Records from a dataset
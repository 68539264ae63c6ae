//! Input functionality for the tabulated simulation output format.
//!
//! The single supported format is the plain-text `.dat` series file: one row
//! per temperature sample, whitespace-separated columns in the fixed order
//! `T magnetization energy specific_heat`, no header line. Parsing is
//! all-or-nothing; a malformed line fails the whole load so the derived
//! series can never silently desynchronize.

pub mod dat;
use thiserror::Error;

#[derive(Debug, Error)]
pub enum RenderError {
    #[error("Series '{label}' contains no points")]
    EmptySeries { label: &'static str },

    #[error("Chart drawing failed: {0}")]
    Draw(String),

    #[error("SVG conversion error: {0}")]
    Svg(String),

    #[error("PDF assembly error: {0}")]
    Pdf(String),

    #[error("I/O error: {0}")]
    Io(#[from] std::io::Error),
}

pub type Result<T> = std::result::Result<T, RenderError>;
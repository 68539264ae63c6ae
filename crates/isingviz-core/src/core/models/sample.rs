/// One row of tabulated simulation output.
///
/// Rows are produced by the simulation at successive temperatures and are
/// trusted to arrive sorted by ascending temperature; the loader does not
/// re-sort or validate the ordering.
#[derive(Debug, Clone, Copy, PartialEq)]
pub struct Sample {
    /// Temperature at which the observables were measured.
    pub temperature: f64,
    /// Mean magnetization per spin.
    pub magnetization: f64,
    /// Mean energy per spin.
    pub energy: f64,
    /// Specific heat per spin.
    pub specific_heat: f64,
}

impl Sample {
    pub fn new(temperature: f64, magnetization: f64, energy: f64, specific_heat: f64) -> Self {
        Self {
            temperature,
            magnetization,
            energy,
            specific_heat,
        }
    }
}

● Problem description: Scan the data above for the string "tabulated". Copy every line in which it appears.

● Written solution:
//! Input functionality for the tabulated simulation output format.
/// One row of tabulated simulation output.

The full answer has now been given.